Evocaciones y filosofías del Real Madrid - Club castizo y generoso – Fútbol de ayer a hoy

El tamiz del costumbrismo se hacía verdad e inocencia cuando aquella voz anfibia cantaba el himno del Madrid sobre un fondo de trompetas pregrabadas. Estaban las mocitas madrileñas, el ingenio del poeta que rimó Madrid con adalid cuando Chamartín mezclaba afueras y desmontes. “Veteranos y noveles, veteranos y noveles miran siempre tus laureles con respeto y emoción”. Esos ripios no están a la altura de cualquiera. Hablamos de valores de otro tiempo, cuando ser futbolista no implicaba de modo directo llevar el corte de pelo equivocado ni ser engañado cada semana por el sastre.

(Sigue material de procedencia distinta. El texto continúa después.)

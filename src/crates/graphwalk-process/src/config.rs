//! Engine configuration.
//!
//! Configuration can be built in code, read from environment variables with a
//! prefix, or parsed from YAML. Sources are combined with [`EngineConfig::merge`]
//! and checked with [`EngineConfig::validate`].
//!
//! # Environment variables
//!
//! With prefix `GRAPHWALK_`:
//!
//! | Variable | Field |
//! |---|---|
//! | `GRAPHWALK_WORKERS` | `computer.workers` |
//! | `GRAPHWALK_MAX_SUPERSTEPS` | `computer.max_supersteps` |
//! | `GRAPHWALK_MAX_LOOPS` | `traversal.max_loops` |
//! | `GRAPHWALK_PATH_TRACKING` | `traversal.path_tracking` |
//!
//! # YAML
//!
//! ```yaml
//! computer:
//!   workers: 4
//!   max_supersteps: 200
//! traversal:
//!   max_loops: 16
//!   path_tracking: true
//! ```

use crate::error::{ProcessError, Result};
use serde::{Deserialize, Serialize};
use std::env;
use std::str::FromStr;

/// Default bound on the number of supersteps of a computation.
pub const DEFAULT_MAX_SUPERSTEPS: u64 = 1000;

/// Settings for the graph computer.
#[derive(Debug, Clone, PartialEq, Eq, Serialize, Deserialize)]
#[serde(default)]
pub struct ComputerConfig {
    /// Number of worker tasks a superstep is split across
    pub workers: usize,
    /// Supersteps allowed before the job fails
    pub max_supersteps: u64,
}

impl Default for ComputerConfig {
    fn default() -> Self {
        Self {
            workers: std::thread::available_parallelism()
                .map(|n| n.get())
                .unwrap_or(1),
            max_supersteps: DEFAULT_MAX_SUPERSTEPS,
        }
    }
}

impl ComputerConfig {
    pub fn validate(&self) -> Result<()> {
        if self.workers == 0 {
            return Err(ProcessError::configuration("workers must be at least 1"));
        }
        if self.max_supersteps == 0 {
            return Err(ProcessError::configuration(
                "max_supersteps must be at least 1",
            ));
        }
        Ok(())
    }
}

/// Settings applied to traversals spawned from a source.
#[derive(Debug, Clone, Default, PartialEq, Eq, Serialize, Deserialize)]
#[serde(default)]
pub struct TraversalConfig {
    /// Bound applied to `repeat` steps that do not set their own
    pub max_loops: Option<u32>,
    /// Track paths even when no step requires them
    pub path_tracking: bool,
}

/// Complete engine configuration.
#[derive(Debug, Clone, Default, PartialEq, Eq, Serialize, Deserialize)]
#[serde(default)]
pub struct EngineConfig {
    pub computer: ComputerConfig,
    pub traversal: TraversalConfig,
}

impl EngineConfig {
    /// Read configuration from `{prefix}WORKERS`, `{prefix}MAX_SUPERSTEPS`,
    /// `{prefix}MAX_LOOPS` and `{prefix}PATH_TRACKING`.
    ///
    /// Unset variables keep their defaults; unparsable ones are an error.
    pub fn from_env(prefix: &str) -> Result<Self> {
        let mut config = Self::default();
        if let Some(workers) = env_parse::<usize>(&format!("{}WORKERS", prefix))? {
            config.computer.workers = workers;
        }
        if let Some(max) = env_parse::<u64>(&format!("{}MAX_SUPERSTEPS", prefix))? {
            config.computer.max_supersteps = max;
        }
        if let Some(max) = env_parse::<u32>(&format!("{}MAX_LOOPS", prefix))? {
            config.traversal.max_loops = Some(max);
        }
        if let Some(tracking) = env_bool(&format!("{}PATH_TRACKING", prefix))? {
            config.traversal.path_tracking = tracking;
        }
        config.validate()?;
        Ok(config)
    }

    /// Parse configuration from YAML. Missing fields take their defaults.
    pub fn from_yaml_str(yaml: &str) -> Result<Self> {
        let config: Self = serde_yaml::from_str(yaml)?;
        config.validate()?;
        Ok(config)
    }

    /// Overlay `other` on top of `self`.
    ///
    /// Fields of `other` that differ from the defaults win.
    pub fn merge(mut self, other: EngineConfig) -> Self {
        let defaults = EngineConfig::default();
        if other.computer.workers != defaults.computer.workers {
            self.computer.workers = other.computer.workers;
        }
        if other.computer.max_supersteps != defaults.computer.max_supersteps {
            self.computer.max_supersteps = other.computer.max_supersteps;
        }
        if other.traversal.max_loops.is_some() {
            self.traversal.max_loops = other.traversal.max_loops;
        }
        if other.traversal.path_tracking {
            self.traversal.path_tracking = true;
        }
        self
    }

    /// Check invariants: at least one worker and one superstep.
    pub fn validate(&self) -> Result<()> {
        self.computer.validate()
    }
}

fn env_var(key: &str) -> Result<Option<String>> {
    match env::var(key) {
        Ok(val) => Ok(Some(val)),
        Err(env::VarError::NotPresent) => Ok(None),
        Err(env::VarError::NotUnicode(_)) => Err(ProcessError::configuration(format!(
            "Environment variable {} contains invalid UTF-8",
            key
        ))),
    }
}

fn env_parse<T>(key: &str) -> Result<Option<T>>
where
    T: FromStr,
    T::Err: std::fmt::Display,
{
    match env_var(key)? {
        Some(val) => val.trim().parse::<T>().map(Some).map_err(|e| {
            ProcessError::configuration(format!(
                "Failed to parse environment variable {}: {}",
                key, e
            ))
        }),
        None => Ok(None),
    }
}

fn env_bool(key: &str) -> Result<Option<bool>> {
    match env_var(key)? {
        Some(val) => match val.to_lowercase().as_str() {
            "true" | "1" | "yes" | "on" => Ok(Some(true)),
            "false" | "0" | "no" | "off" => Ok(Some(false)),
            _ => Err(ProcessError::configuration(format!(
                "Invalid boolean value for {}: {}",
                key, val
            ))),
        },
        None => Ok(None),
    }
}

#[cfg(test)]
mod tests {
    use super::*;

    #[test]
    fn test_defaults() {
        let config = EngineConfig::default();
        assert!(config.computer.workers >= 1);
        assert_eq!(config.computer.max_supersteps, DEFAULT_MAX_SUPERSTEPS);
        assert_eq!(config.traversal.max_loops, None);
        assert!(config.validate().is_ok());
    }

    #[test]
    fn test_from_yaml_partial() {
        let config = EngineConfig::from_yaml_str(
            "computer:\n  max_supersteps: 20\ntraversal:\n  max_loops: 5\n",
        )
        .unwrap();
        assert_eq!(config.computer.max_supersteps, 20);
        assert_eq!(config.traversal.max_loops, Some(5));
        assert!(!config.traversal.path_tracking);
    }

    #[test]
    fn test_from_yaml_rejects_zero_workers() {
        let err = EngineConfig::from_yaml_str("computer:\n  workers: 0\n").unwrap_err();
        assert!(matches!(err, ProcessError::Configuration(_)));
    }

    #[test]
    fn test_from_env() {
        env::set_var("GW_CFG_TEST_WORKERS", "3");
        env::set_var("GW_CFG_TEST_PATH_TRACKING", "yes");
        let config = EngineConfig::from_env("GW_CFG_TEST_").unwrap();
        assert_eq!(config.computer.workers, 3);
        assert!(config.traversal.path_tracking);

        env::set_var("GW_CFG_BAD_MAX_LOOPS", "many");
        assert!(EngineConfig::from_env("GW_CFG_BAD_").is_err());
    }

    #[test]
    fn test_merge_prefers_overrides() {
        let mut overrides = EngineConfig::default();
        overrides.computer.max_supersteps = 10;
        overrides.traversal.max_loops = Some(2);
        let merged = EngineConfig::default().merge(overrides);
        assert_eq!(merged.computer.max_supersteps, 10);
        assert_eq!(merged.traversal.max_loops, Some(2));
    }
}
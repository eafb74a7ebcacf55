//! The per-vertex program contract.

use super::memory::{Memory, MemorySnapshot};
use super::messenger::{MessageScope, Messenger};
use crate::error::Result;
use graphwalk_structure::{Graph, Value, VertexId};
use std::fmt;

/// Logic run on every active vertex once per superstep.
///
/// A vertex is active in superstep 0 when [`initially_active`] says so, and
/// in superstep N+1 when it received a message in superstep N or asked to
/// stay active with [`VertexContext::keep_active`]. Whether another
/// superstep runs at all is decided globally by [`terminate`].
///
/// [`initially_active`]: VertexProgram::initially_active
/// [`terminate`]: VertexProgram::terminate
pub trait VertexProgram: Send + Sync + 'static {
    /// Message exchanged between vertices
    type Message: Clone + Send + Sync + fmt::Debug + 'static;

    /// Per-vertex state kept across supersteps
    type State: Default + Send + Sync + 'static;

    fn name(&self) -> &str {
        std::any::type_name::<Self>()
    }

    /// Seed memory before superstep 0.
    fn setup(&self, graph: &dyn Graph, memory: &mut Memory) -> Result<()>;

    fn initially_active(&self, _vertex: VertexId) -> bool {
        true
    }

    /// Run on one active vertex.
    fn execute(&self, ctx: &mut VertexContext<'_, Self::Message, Self::State>) -> Result<()>;

    /// Called after every barrier; `true` halts the computation.
    fn terminate(&self, memory: &mut Memory) -> Result<bool>;

    /// Combine the messages bound for one vertex at the barrier.
    fn combine(&self, messages: Vec<Self::Message>) -> Vec<Self::Message> {
        messages
    }
}

/// What a vertex execution can see and do.
pub struct VertexContext<'a, M, S> {
    vertex: VertexId,
    superstep: u64,
    graph: &'a dyn Graph,
    memory: &'a MemorySnapshot,
    messenger: Messenger<'a, M>,
    state: &'a mut S,
    memory_writes: Vec<(String, Value)>,
    keep_active: bool,
}

impl<'a, M: Clone, S> VertexContext<'a, M, S> {
    pub(crate) fn new(
        vertex: VertexId,
        superstep: u64,
        graph: &'a dyn Graph,
        memory: &'a MemorySnapshot,
        incoming: &'a [M],
        state: &'a mut S,
    ) -> Self {
        Self {
            vertex,
            superstep,
            graph,
            memory,
            messenger: Messenger::new(vertex, graph, incoming),
            state,
            memory_writes: Vec::new(),
            keep_active: false,
        }
    }

    pub fn vertex(&self) -> VertexId {
        self.vertex
    }

    pub fn superstep(&self) -> u64 {
        self.superstep
    }

    /// Read-only view of the graph.
    pub fn graph(&self) -> &'a dyn Graph {
        self.graph
    }

    /// Memory as of the start of this superstep.
    pub fn memory(&self) -> &MemorySnapshot {
        self.memory
    }

    pub fn state(&self) -> &S {
        &*self.state
    }

    pub fn state_mut(&mut self) -> &mut S {
        &mut *self.state
    }

    pub fn receive_messages(&self) -> &[M] {
        self.messenger.receive_messages()
    }

    pub fn send_message(&mut self, scope: &MessageScope, message: M) -> Result<()> {
        self.messenger.send_message(scope, message)
    }

    pub fn messenger(&mut self) -> &mut Messenger<'a, M> {
        &mut self.messenger
    }

    /// Queue a memory update, applied through the key's reducer at the barrier.
    pub fn add_memory(&mut self, key: impl Into<String>, update: Value) {
        self.memory_writes.push((key.into(), update));
    }

    /// Stay active in the next superstep even without incoming messages.
    pub fn keep_active(&mut self) {
        self.keep_active = true;
    }

    pub(crate) fn finish(self) -> VertexOutcome<M> {
        VertexOutcome {
            vertex: self.vertex,
            outgoing: self.messenger.into_outgoing(),
            memory_writes: self.memory_writes,
            keep_active: self.keep_active,
        }
    }
}

/// Everything a vertex execution hands back to the barrier.
#[derive(Debug)]
pub(crate) struct VertexOutcome<M> {
    pub(crate) vertex: VertexId,
    pub(crate) outgoing: Vec<(VertexId, M)>,
    pub(crate) memory_writes: Vec<(String, Value)>,
    pub(crate) keep_active: bool,
}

Años atrás, Di Stéfano terminaba de entrenar y –gran goloso- buscaba su asiento de siempre en la confitería Helen’s. El pastel de limón a la americana era algo ciertamente memorable. Coronado por la amable monarquía, el Real Madrid era de sus socios y por lo tanto uno se podía acercar a la piscina para tal vez encontrarse con Molowny. Se cuenta incluso que algún gran jugador llegaba en autobús a entrenar, cuando aún los inviernos madrileños eran fríos y los árboles estaban desmochados y sin alma, según fotografió Catalá-Roca. A los jugadores les valía más ser puntuales. El deporte no es lo que fue, y entre las odas de Píndaro y los titulares del “As” quizá se ha instalado capa tras capa de vulgaridad y de bruta carnaza para el pueblo. Sólo la gloria sabía igual que ahora, aunque el perfil neoclásico de la Cibeles se vea incómodo en la elástica y cada celebración alcohólico-antropológica deje cientos de heridos. Los que vivimos en el centro hemos podido ver que la comunidad ecuato-andina se ha convertido en masa al madridismo –y al vaso de “mini” en plena calle. Son los primeros pasos hacia la responsabilidad cívica.

“Club castizo y generoso”, el Madrid quiso tener siempre algún producto nacional. En concreto, algún producto de barrio. Ahí estuvo la mesocracia de Narváez, representada por Emilio Butragueño. Era el hijo de esa droguera que todavía sobrevive al Corte Inglés. Dentro de su inexpresividad, Raúl González es el muchacho de Villaverde –colonia Marconi- que vivió en un chándal hasta los veinte años. En Madrid dicen que hay otro equipo de fútbol pero la capilaridad del Madrid con los usos y costumbres de la ciudad, de la bella burguesía al extrarradio, es de una ejemplaridad total. Todavía, por las alturas de Chamartín llegan y llegan autobuses de provincias, en ambiente verbenero, de ruda alegría popular. Es el público que tendrá gustos de señorito en el Bernabéu, quizá no tan distinto en su emocionalidad del público que presenciaba las comedias de Lope y de Moreto. Esto ha permitido mantener una solidez institucional incuestionable, sin más proyección que el fútbol, que es un arte por el arte o –mejor- un juego por el juego, como un afán que se inventa. “Lo importante es pasar el rato”, decía Baroja, y así se puede quitar dramatismo a la retórica de los cronistas del deporte. El fútbol aún llena para tantos esas oquedades de la tarde del domingo, cuando el “carrusel deportivo” domina los patios de vecindad con algo que a veces nos recuerda al tedio y otras veces a la vida. Hay gol en Las Gaunas, un penalty al Español y alguien anuncia una marca de puritos. No se busque en el costumbrismo la elegancia.

A muchos no nos gustará el fútbol pero que gane el Madrid siempre es una tranquilidad –una demostración de que las cosas aún han de funcionar según lo razonable. El heroísmo desesperado del Madrid es que siempre tiene que ganar: su propia reverberación llena de temor y reverencia y los camareros de Caracas o de Tánger no nos preguntarán por la arquitectura herreriana, por la carta del Ritz para la primavera. Preguntan por ese Madrid que se metamorfosea como producto global, triunfa en Tokyo y se estudia en Harvard. Viejo Madrid que alegra a los abuelos y los nietos con la modestia del fútbol y las pipas, cuando el fútbol vuelve a lo que era.